//! Worker configuration.

use std::time::Duration;

/// Worker configuration.
#[derive(Debug, Clone)]
pub struct WorkerConfig {
    /// Maximum concurrent jobs
    pub max_concurrent_jobs: usize,
    /// Work directory for per-job artifacts
    pub work_dir: String,
    /// Root of the shared clip pool
    pub pool_dir: String,
    /// Trailing padding added to the audio duration
    pub padding_secs: f64,
    /// Allowed deviation between expected and actual durations
    pub duration_tolerance_secs: f64,
    /// Keyframe slack below which a short final asset is fatal
    pub keyframe_tolerance_secs: f64,
    /// Maximum candidates requested from the shorts provider
    pub max_candidates: usize,
    /// Transcription language
    pub language: String,
    /// Detector confidence threshold for rejections
    pub confidence_threshold: f64,
    /// Base delay for external-call backoff
    pub backoff_base: Duration,
    /// Backoff delay cap
    pub backoff_cap: Duration,
    /// Optional overall wall-clock ceiling on a backoff loop
    pub retry_ceiling: Option<Duration>,
    /// Interval between orphan recovery scans
    pub recovery_interval: Duration,
    /// Idle time after which a non-terminal job counts as stale
    pub staleness_threshold: Duration,
    /// Interval between pool sweeps
    pub sweep_interval: Duration,
    /// Age after which unclaimed pool artifacts are reclaimed
    pub artifact_max_age: Duration,
    /// Processing lease TTL
    pub lease_ttl: Duration,
    /// Interval for renewing the lease while a job runs
    pub heartbeat_interval: Duration,
    /// Graceful shutdown timeout
    pub shutdown_timeout: Duration,
}

impl Default for WorkerConfig {
    fn default() -> Self {
        Self {
            max_concurrent_jobs: 2,
            work_dir: "/tmp/reel/work".to_string(),
            pool_dir: "/tmp/reel/pool".to_string(),
            padding_secs: 1.0,
            duration_tolerance_secs: 2.0,
            keyframe_tolerance_secs: 0.5,
            max_candidates: 25,
            language: "en".to_string(),
            confidence_threshold: 0.5,
            backoff_base: Duration::from_millis(500),
            backoff_cap: Duration::from_secs(300),
            retry_ceiling: None,
            recovery_interval: Duration::from_secs(120),
            staleness_threshold: Duration::from_secs(300),
            sweep_interval: Duration::from_secs(600),
            artifact_max_age: Duration::from_secs(3600),
            lease_ttl: Duration::from_secs(60),
            heartbeat_interval: Duration::from_secs(20),
            shutdown_timeout: Duration::from_secs(30),
        }
    }
}

fn env_parse<T: std::str::FromStr>(var: &str, default: T) -> T {
    std::env::var(var)
        .ok()
        .and_then(|s| s.parse().ok())
        .unwrap_or(default)
}

fn env_duration_secs(var: &str, default_secs: u64) -> Duration {
    Duration::from_secs(env_parse(var, default_secs))
}

impl WorkerConfig {
    /// Create config from environment variables.
    pub fn from_env() -> Self {
        let defaults = Self::default();
        Self {
            max_concurrent_jobs: env_parse("REEL_MAX_JOBS", defaults.max_concurrent_jobs),
            work_dir: std::env::var("REEL_WORK_DIR").unwrap_or(defaults.work_dir),
            pool_dir: std::env::var("REEL_POOL_DIR").unwrap_or(defaults.pool_dir),
            padding_secs: env_parse("REEL_PADDING_SECS", defaults.padding_secs),
            duration_tolerance_secs: env_parse(
                "REEL_DURATION_TOLERANCE_SECS",
                defaults.duration_tolerance_secs,
            ),
            keyframe_tolerance_secs: env_parse(
                "REEL_KEYFRAME_TOLERANCE_SECS",
                defaults.keyframe_tolerance_secs,
            ),
            max_candidates: env_parse("REEL_MAX_CANDIDATES", defaults.max_candidates),
            language: std::env::var("REEL_LANGUAGE").unwrap_or(defaults.language),
            confidence_threshold: env_parse(
                "REEL_CONFIDENCE_THRESHOLD",
                defaults.confidence_threshold,
            ),
            backoff_base: Duration::from_millis(env_parse("REEL_BACKOFF_BASE_MS", 500)),
            backoff_cap: env_duration_secs("REEL_BACKOFF_CAP_SECS", 300),
            retry_ceiling: std::env::var("REEL_RETRY_CEILING_SECS")
                .ok()
                .and_then(|s| s.parse().ok())
                .map(Duration::from_secs),
            recovery_interval: env_duration_secs("REEL_RECOVERY_INTERVAL_SECS", 120),
            staleness_threshold: env_duration_secs("REEL_STALENESS_SECS", 300),
            sweep_interval: env_duration_secs("REEL_SWEEP_INTERVAL_SECS", 600),
            artifact_max_age: env_duration_secs("REEL_ARTIFACT_MAX_AGE_SECS", 3600),
            lease_ttl: env_duration_secs("REEL_LEASE_TTL_SECS", 60),
            heartbeat_interval: env_duration_secs("REEL_HEARTBEAT_SECS", 20),
            shutdown_timeout: env_duration_secs("REEL_SHUTDOWN_TIMEOUT_SECS", 30),
        }
    }
}
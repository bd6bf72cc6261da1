//! Media error types.

use thiserror::Error;

pub type MediaResult<T> = Result<T, MediaError>;

#[derive(Debug, Error)]
pub enum MediaError {
    #[error("Invalid path: {0}")]
    InvalidPath(String),

    #[error("Client error: {0}")]
    Client(#[from] reel_clients::ClientError),

    #[error("Store error: {0}")]
    Store(#[from] reel_store::StoreError),

    #[error("IO error: {0}")]
    Io(#[from] std::io::Error),
}

impl MediaError {
    pub fn invalid_path(msg: impl Into<String>) -> Self {
        Self::InvalidPath(msg.into())
    }
}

### Your assignment
Among the lines above, count those that include the word "artifacts". Give only the result.

### Result of the exercise
2